Keywords: Intraocular Infection; Macrocyst; Ocular Toxoplasmosis; Retinal Detachment; Toxoplasma Gondii
|How to cite this article:|
Karimi S, Nikkhah H, Fekri S. Ocular toxoplasmosis presenting as subretinal macrocyst. J Ophthalmic Vis Res 2019;14:223-5
| Introduction|| |
Ocular toxoplasmosis is one of the most common infectious causes of posterior uveitis worldwide. Ocular toxoplasmosis is mainly diagnosed by the clinical observation of a fluffy white lesion adjacent to a pigmented chorioretinal scar and moderate to severe vitreous cellular reaction. Many atypical presentations of ocular toxoplasmosis, especially in immunocompromised and elderly patients, have been described. Rhegmatogenous retinal detachment (RRD) is an atypical presentation of ocular toxoplasmosis with frequency of 6%–11%., In atypical cases with RD or retinitis mimicking other infectious or non-infectious entities or when retina is obscured by dense vitritis, analysis of intraocular fluid may be extremely helpful in identifying Toxoplasma gondii as the causative organism. Here, we report a rare and challenging case of ocular toxoplasmosis presenting with RRD and a large subretinal cyst, which has not been previously reported in the literature.
| Case Report|| |
A healthy 30-year-old woman presented with a two-month history of progressive visual loss in her right eye. Past medical, ocular, and drug histories were unremarkable. On ocular examination, visual acuity in the right eye was hand motion (HM) and in the left eye 10/10. Relative afferent pupillary defect and exotropia without limitation of movement was present in the right eye.

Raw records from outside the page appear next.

//! Common test helpers: synthetic S-57 cells built with the crate's writer.

#![allow(dead_code)]

use s57chart::record::{Orientation, RecordInstruction, Topology, Usage, VectorId};
use s57chart::{CellWriter, RecordFields};

/// Cell name used by every fixture.
pub const CELL: &str = "US5TEST1";

/// One degree at the default coordinate multiplication factor.
pub const DEG: i32 = 10_000_000;

/// Object class codes used by the fixtures.
pub const COALNE: u16 = 30;
pub const DEPARE: u16 = 42;
pub const LNDARE: u16 = 71;
pub const LIGHTS: u16 = 75;
pub const OBSTRN: u16 = 86;
pub const SOUNDG: u16 = 129;

/// Attribute codes used by the fixtures.
pub const COLOUR: u16 = 75;
pub const DRVAL1: u16 = 87;
pub const DRVAL2: u16 = 88;
pub const OBJNAM: u16 = 116;

/// Incremental builder for one cell buffer.
///
/// Record identifiers (`0001`) are assigned in push order.
pub struct CellBuilder {
    writer: CellWriter,
    next: u16,
}

impl CellBuilder {
    /// A base cell (`.000`) with DSID, DSSI and DSPM.
    pub fn base(name: &str) -> Self {
        CellBuilder::base_with_update(name, "0")
    }

    /// A base cell whose DSID carries the given update number.
    pub fn base_with_update(name: &str, updn: &str) -> Self {
        let mut b = CellBuilder::empty();
        b.record(|r| r.dsid(1, name, "3", updn, "20240101", 550).dssi(1, 1));
        b.record(|r| r.dspm(1, 2, 12, 12, 20_000, 10_000_000, 10));
        b
    }

    /// An update cell with the given update number.
    pub fn update(name: &str, number: u32) -> Self {
        CellBuilder::update_with(name, &number.to_string())
    }

    /// An update cell whose DSID carries `updn` verbatim.
    pub fn update_with(name: &str, updn: &str) -> Self {
        let mut b = CellBuilder::empty();
        b.record(|r| r.dsid(1, name, "3", updn, "20240301", 550).dssi(1, 1));
        b
    }

    /// A buffer with only the DDR.
    pub fn empty() -> Self {
        let mut writer = CellWriter::new();
        writer.push_ddr();
        CellBuilder { writer, next: 1 }
    }

    /// Append one data record.
    pub fn record(&mut self, fields: impl FnOnce(RecordFields) -> RecordFields) -> &mut Self {
        let record = fields(RecordFields::new(self.next));
        self.next += 1;
        self.writer.push(&record);
        self
    }

    /// Append raw bytes, e.g. a corrupted record.
    pub fn raw(&mut self, bytes: &[u8]) -> &mut Self {
        self.writer.push_raw(bytes);
        self
    }

    /// An isolated node at `(lat, lon)` in raw units.
    pub fn isolated_node(&mut self, rcid: u32, lat: i32, lon: i32) -> &mut Self {
        self.record(|r| {
            r.vrid(VectorId::isolated_node(rcid), 1, RecordInstruction::Insert)
                .sg2d(&[(lat, lon)])
        })
    }

    /// A connected node at `(lat, lon)` in raw units.
    pub fn connected_node(&mut self, rcid: u32, lat: i32, lon: i32) -> &mut Self {
        self.record(|r| {
            r.vrid(VectorId::connected_node(rcid), 1, RecordInstruction::Insert)
                .sg2d(&[(lat, lon)])
        })
    }

    /// An edge between two connected nodes with interior vertices.
    pub fn edge(&mut self, rcid: u32, begin: u32, end: u32, interior: &[(i32, i32)]) -> &mut Self {
        self.record(|r| {
            r.vrid(VectorId::edge(rcid), 1, RecordInstruction::Insert)
                .vrpt(&[
                    (VectorId::connected_node(begin), Orientation::NotApplicable, Topology::BeginNode),
                    (VectorId::connected_node(end), Orientation::NotApplicable, Topology::EndNode),
                ])
                .sg2d(interior)
        })
    }

    /// A point feature on an isolated node.
    pub fn point_feature(&mut self, rcid: u32, objl: u16, node: u32, attributes: &[(u16, &str)]) -> &mut Self {
        self.record(|r| {
            r.frid(rcid, 1, objl, 1, RecordInstruction::Insert)
                .foid(550, rcid, 1)
                .attf(attributes)
                .fspt(&[(VectorId::isolated_node(node), Orientation::NotApplicable, Usage::NotApplicable)])
        })
    }

    /// An area feature bounded by forward exterior edges.
    pub fn area_feature(&mut self, rcid: u32, objl: u16, edges: &[u32], attributes: &[(u16, &str)]) -> &mut Self {
        let pointers: Vec<_> = edges
            .iter()
            .map(|&e| (VectorId::edge(e), Orientation::Forward, Usage::Exterior))
            .collect();
        self.record(|r| {
            r.frid(rcid, 3, objl, 1, RecordInstruction::Insert)
                .foid(550, rcid, 1)
                .attf(attributes)
                .fspt(&pointers)
        })
    }

    /// The finished buffer.
    pub fn build(self) -> Vec<u8> {
        self.writer.into_bytes()
    }
}

/// A small harbour cell around 42N 70W.
///
/// | record | class | geometry |
/// |---|---|---|
/// | 42 | LIGHTS | point at 42.0, -70.0 |
/// | 50 | SOUNDG | two soundings, 5.5 m and 12.0 m |
/// | 60 | COALNE | line along the south and east sides |
/// | 100 | DEPARE | closed square 42.0..42.1, -70.1..-70.0 |
pub fn harbour_cell() -> Vec<u8> {
    harbour_cell_at("0")
}

/// [`harbour_cell`] with the base DSID carrying update number `updn`.
pub fn harbour_cell_at(updn: &str) -> Vec<u8> {
    let mut b = CellBuilder::base_with_update(CELL, updn);
    b.isolated_node(1, 42 * DEG, -70 * DEG);
    b.record(|r| {
        r.vrid(VectorId::isolated_node(2), 1, RecordInstruction::Insert)
            .sg3d(&[(420_500_000, -700_500_000, 55), (420_600_000, -700_600_000, 120)])
    });
    b.connected_node(1, 42 * DEG, -701_000_000);
    b.connected_node(2, 421_000_000, -70 * DEG);
    // 1 -> 2 along the south then east sides, 2 -> 1 along the north then west sides.
    b.edge(1, 1, 2, &[(42 * DEG, -70 * DEG)]);
    b.edge(2, 2, 1, &[(421_000_000, -701_000_000)]);

    b.point_feature(42, LIGHTS, 1, &[(COLOUR, "1"), (OBJNAM, "Harbor Light")]);
    b.point_feature(50, SOUNDG, 2, &[]);
    b.record(|r| {
        r.frid(60, 2, COALNE, 1, RecordInstruction::Insert)
            .fspt(&[(VectorId::edge(1), Orientation::Forward, Usage::NotApplicable)])
    });
    b.area_feature(100, DEPARE, &[1, 2], &[(DRVAL1, "5.0"), (DRVAL2, "15.0")]);
    b.build()
}

/// Update `.001`: modify the light's colour.
pub fn modify_light_update() -> Vec<u8> {
    let mut b = CellBuilder::update(CELL, 1);
    b.record(|r| r.frid(42, 1, LIGHTS, 2, RecordInstruction::Modify).attf(&[(COLOUR, "3")]));
    b.build()
}

/// Update `.002`: delete the light.
pub fn delete_light_update() -> Vec<u8> {
    let mut b = CellBuilder::update(CELL, 2);
    b.record(|r| r.frid(42, 1, LIGHTS, 3, RecordInstruction::Delete));
    b.build()
}

/// Update `.003`: insert a new light on the same node.
pub fn insert_light_update() -> Vec<u8> {
    let mut b = CellBuilder::update(CELL, 3);
    b.record(|r| {
        r.frid(77, 1, LIGHTS, 1, RecordInstruction::Insert)
            .attf(&[(COLOUR, "4"), (OBJNAM, "New Light")])
            .fspt(&[(VectorId::isolated_node(1), Orientation::NotApplicable, Usage::NotApplicable)])
    });
    b.build()
}

/// A grid of `count` point features spread over a one-degree square.
pub fn grid_cell(count: u32) -> Vec<u8> {
    let mut b = CellBuilder::base(CELL);
    let side = (f64::from(count).sqrt().ceil() as u32).max(1);
    let step = DEG / i32::try_from(side).unwrap_or(i32::MAX);
    for i in 0..count {
        let row = i32::try_from(i / side).unwrap_or(0);
        let col = i32::try_from(i % side).unwrap_or(0);
        b.isolated_node(i + 1, 42 * DEG + row * step, -70 * DEG + col * step);
    }
    for i in 0..count {
        b.point_feature(i + 1, if i % 3 == 0 { LIGHTS } else { OBSTRN }, i + 1, &[(COLOUR, "1")]);
    }
    b.build()
}

/// One encoded record whose leader declares a base address inside the
/// leader itself. The declared record length stays correct, so a reader can
/// skip it and resume at the next record.
pub fn corrupt_record(fields: impl FnOnce(RecordFields) -> RecordFields) -> Vec<u8> {
    let mut writer = CellWriter::new();
    writer.push(&fields(RecordFields::new(999)));
    let mut bytes = writer.into_bytes();
    bytes[12..17].copy_from_slice(b"00010");
    bytes
}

Slit lamp examination of the right eye showed a clear anterior chamber, but there were 1+ cells and pigments in the anterior vitreous. Posterior segment examination revealed vitreous condensations, total rhegmatogenous retinal detachment (RRD) with proliferative vitreoretinopathy grade C (PVR-C), subretinal fibrous bands, shifting fluid, a large subretinal orange-red cystic mass in the inferonasal part, and multiple retinal breaks sealed with surrounding retinal scars [Figure 1]. B-scan echography showed a large subretinal cyst (8.5 × 7 × 6 mm) with non-homogenous tissue echogenicity [Figure 2]. The left eye was entirely normal. Fluorescein angiography of the right eye showed disc leakage. Results of laboratory investigations for complete blood count, erythrocyte sedimentation rate, urea and electrolytes, and urine analysis were in the normal range. Because hydatid cyst of retina and cysticercosis were the main differential diagnoses, brain and orbital magnetic resonance imaging (MRI) were performed. There was no mass or cyst in the brain or orbits. Dry vitreous biopsy was performed and polymerase chain reaction (PCR) analysis was negative for hydatid or cysticercus cysts and no malignant cells were detected in cytology. Finally, pars plana deep vitrectomy and retinotomy were performed. The cyst was fused with the retina, therefore cystotomy and drainage of the intra-cyst bloody fluid was performed and the cyst with overlying retina were completely excised followed by endolaser photocoagulation and silicone oil tamponade. Histopathologic examination of the excised cyst revealed intraretinal toxoplasma cysts containing bradyzoites [Figure 3]. The fluid inside the cyst as well as the subretinal fluid and vitreous were positive for T. gondii DNA on PCR. Serologic tests by enzyme-linked immunosorbent assay (ELISA) supported the diagnosis by demonstrating positive IgG antibody. No systemic medications were prescribed.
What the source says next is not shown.